End of the World 2013: Higgs Boson Apocalypse Linked to St Malachy, Nostradamus Prophecies
By Arlene Paredes | February 22, 2013 4:38 PM EST
"End of the world 2013" became a hot social media topic after Pope Benedict XVI announced his resignation effective Feb. 28. There were talks about the next pope being the last pope according to St Malachy's prophecies. Last pope will "flee Rome" in December and usher in Judgment Day, according to Nostradamus. Now a report from the science community is saying the Higgs boson aka the God particle could be linked to the apocalypse.
Nostradamus and St Malachy Prophecies, the ISON Comet
Nostradamus is believed to have predicted the last pope will "flee Rome" in December, when there are "two suns" in the sky. Such a prediction was given more weight with astronomers' announcements related to the ISON comet (C/2012 S1).
The orbit of ISON comet appears similar to the Great Comet of 1680 also known as Kirch's or Newton's Comet. It "brightened so much it was plainly visible to the naked eye in mid-afternoon in early December," according to Bob King, who teaches community education astronomy classes at a Minnesota planetarium.
The "last pope" was called as such because a 12th century Irish Archbishop, St Malachy, had allegedly foretold that the last pope will be the 112th pope of the Catholics -- the successor of Pope Benedict XVI. But how come some historians are saying the St Malachy prophecies were forged?
Researchers Mike Hebert and Zoltan wrote about theories that Nostradamus was the one who made the prophecies about the 112 popes. But he somehow managed to attribute the list to St Malachy for fear of persecution.
Higgs Boson Apocalypse?
"It may be that the universe we live in is inherently unstable and at some point billions of years from now it's all going to get wiped out," Joseph Lykken, a theoretical physicist with the Fermi National Accelerator Laboratory in Batavia, Illinois, was quoted by the Toronto Sun as saying.
The key phrase in Lykken's explanation is "billions of years." It is also possible that since the universe is expanding, Earth has moved too far from the sun before a Higgs boson apocalypse could happen. (Or Higgs boson itself is responsible for the expansion of the universe?) What the scientists are saying, however, is that the Earth could vanish in an instant - billions of years from now.
"[Some Boson particle-related calculation] tells you that many tens of billions of years from now, there'll be a catastrophe," Lykken said, adding, "A little bubble of what you might think of as an 'alternative' universe will appear somewhere and then it will expand out and destroy us," stressing everything could happen at the speed of light, so it won't hurt.
Lykken was telling reporters about the progress in the study of Higgs boson, the particle responsible for giving matter its mass. This particle was mostly a theory until scientists advanced their studies last year.

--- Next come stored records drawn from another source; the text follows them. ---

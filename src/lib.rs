//! kmlfence - KML geofences and return-to-home decisions

pub mod config;
pub mod domain;
pub mod error;
pub mod geometry;
pub mod kml;
pub mod monitor;

pub use domain::{BoundarySet, Coordinate, PointOfInterest, Polygon};
pub use error::{Error, Result};
pub use geometry::{CoordinateProjector, ProjectedCoordinate, ProjectionConfig, UtmProjector, contains};
pub use kml::{extract, extract_file};
pub use monitor::{GeofenceMonitor, GeofenceStatus, check_geofence, should_return_to_home};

In a nutshell, there is no alarming apocalypse-linked discovery from CERN in relation to Higgs boson. But scientists publicly identified another possible way for the world to end. St Malachy's prophecies were probably forged, and the connection between the last pope and end of the world could all be Nostradamus' visions. Finally, the ISON comet could be the second sun Nostradamus was referring to when he allegedly wrote about "two suns" in the sky. As to whether the comet ISON heralds the end of time, CERN has no word on that, so far.